impl OidcVerifier {
    /// Discovery-backed verifier, or a shared-secret one when
    /// `OIDC_SHARED_SECRET` is configured.
    pub fn new(config: &Config) -> anyhow::Result<Self> {
        let http_client = reqwest::Client::builder()
            .timeout(DEFAULT_HTTP_TIMEOUT)
            .build()
            .context("failed building OIDC HTTP client")?;

        let mode = match &config.oidc_shared_secret {
            Some(secret) => {
                if secret.len() < 32 {
                    anyhow::bail!("OIDC shared secret must be at least 32 bytes");
                }
                tracing::warn!("Using shared-secret token verification; not for production");
                VerifierMode::SharedSecret {
                    decoding_key: DecodingKey::from_secret(secret.as_bytes()),
                }
            }
            None => VerifierMode::Discovery {
                users: KeySet::new(&config.oidc_issuer, None),
                tasks: KeySet::new(GOOGLE_ISSUER, Some(GOOGLE_JWKS_URL)),
            },
        };

        let verifier = Self {
            http_client,
            user_issuer: config.oidc_issuer.trim_end_matches('/').to_string(),
            user_audience: config.oidc_audience.clone(),
            task_audience: canonicalize_audience(&config.api_url),
            expected_service_account_email: task_service_account(&config.gcp_project_id),
            mode,
        };

        tracing::info!(
            issuer = %verifier.user_issuer,
            audience = %verifier.user_audience,
            expected_service_account_email = %verifier.expected_service_account_email,
            "Initialized OIDC verifier"
        );

        Ok(verifier)
    }

    /// Verify a driver or admin sign-in token.
    pub async fn verify_user_token(&self, token: &str) -> Result<AuthUser, OidcError> {
        let claims: UserClaims = self
            .decode_claims(token, TokenKind::User)
            .await?;

        validate_iat(claims.iat)?;

        if claims.sub.trim().is_empty() {
            return Err(OidcError::Forbidden("empty sub claim".to_string()));
        }

        let email = claims
            .email
            .ok_or_else(|| OidcError::Forbidden("missing email claim".to_string()))?;

        Ok(AuthUser {
            subject: claims.sub,
            email: email.to_lowercase(),
            groups: claims.groups,
        })
    }

    /// Verify a Cloud Tasks OIDC bearer token from an Authorization header.
    pub async fn verify_tasks_token(
        &self,
        auth_header: Option<&HeaderValue>,
    ) -> Result<VerifiedTaskPrincipal, OidcError> {
        let token = extract_bearer_token(auth_header)?;

        let claims: TaskClaims = self.decode_claims(token, TokenKind::Task).await?;

        tracing::debug!(
            email = claims.email.as_deref().unwrap_or("<missing>"),
            subject = %claims.sub,
            "Cloud Tasks OIDC claims"
        );

        validate_iat(claims.iat)?;

        let email = claims
            .email
            .ok_or_else(|| OidcError::Forbidden("missing email claim".to_string()))?;

        if email != self.expected_service_account_email {
            return Err(OidcError::Forbidden(format!(
                "unexpected service account email: {email}"
            )));
        }

        match claims.email_verified {
            Some(true) => {}
            Some(false) => {
                return Err(OidcError::Forbidden(
                    "email_verified claim is false".to_string(),
                ));
            }
            None => {
                return Err(OidcError::Forbidden(
                    "email_verified claim is missing".to_string(),
                ));
            }
        }

        Ok(VerifiedTaskPrincipal {
            email,
            subject: claims.sub,
        })
    }

    async fn decode_claims<T>(&self, token: &str, kind: TokenKind) -> Result<T, OidcError>
    where
        T: for<'de> Deserialize<'de>,
    {
        let header = decode_header(token)
            .map_err(|e| OidcError::Forbidden(format!("invalid JWT header: {e}")))?;

        let (algorithm, key) = match &self.mode {
            VerifierMode::SharedSecret { decoding_key } => {
                if header.alg != Algorithm::HS256 {
                    return Err(OidcError::Forbidden(format!(
                        "unexpected JWT alg: {:?}",
                        header.alg
                    )));
                }
                (Algorithm::HS256, Arc::new(decoding_key.clone()))
            }
            VerifierMode::Discovery { users, tasks } => {
                if header.alg != Algorithm::RS256 {
                    return Err(OidcError::Forbidden(format!(
                        "unexpected JWT alg: {:?}",
                        header.alg
                    )));
                }
                let kid = header
                    .kid
                    .ok_or_else(|| OidcError::Forbidden("missing JWT kid".to_string()))?;
                let keys = match kind {
                    TokenKind::User => users,
                    TokenKind::Task => tasks,
                };
                (Algorithm::RS256, keys.decoding_key(&self.http_client, &kid).await?)
            }
        };

        let mut validation = Validation::new(algorithm);
        validation.set_required_spec_claims(&["exp", "iss", "aud", "sub"]);
        match kind {
            TokenKind::User => {
                validation.set_issuer(&[self.user_issuer.as_str()]);
                validation.set_audience(&[self.user_audience.as_str()]);
            }
            TokenKind::Task => {
                validation.set_issuer(&[GOOGLE_ISSUER, "accounts.google.com"]);
                validation.set_audience(&[self.task_audience.as_str()]);
            }
        }
        validation.validate_nbf = true;
        validation.leeway = CLOCK_SKEW_SECS;

        decode::<T>(token, key.as_ref(), &validation)
            .map(|data| data.claims)
            .map_err(|e| OidcError::Forbidden(format!("JWT validation failed: {e}")))
    }
}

..............................

## WHAT IS BEING ASKED
Wherever a line in the data above holds "SharedSecret", copy that line.

## ANSWER SPACE
                VerifierMode::SharedSecret {
            VerifierMode::SharedSecret { decoding_key } => {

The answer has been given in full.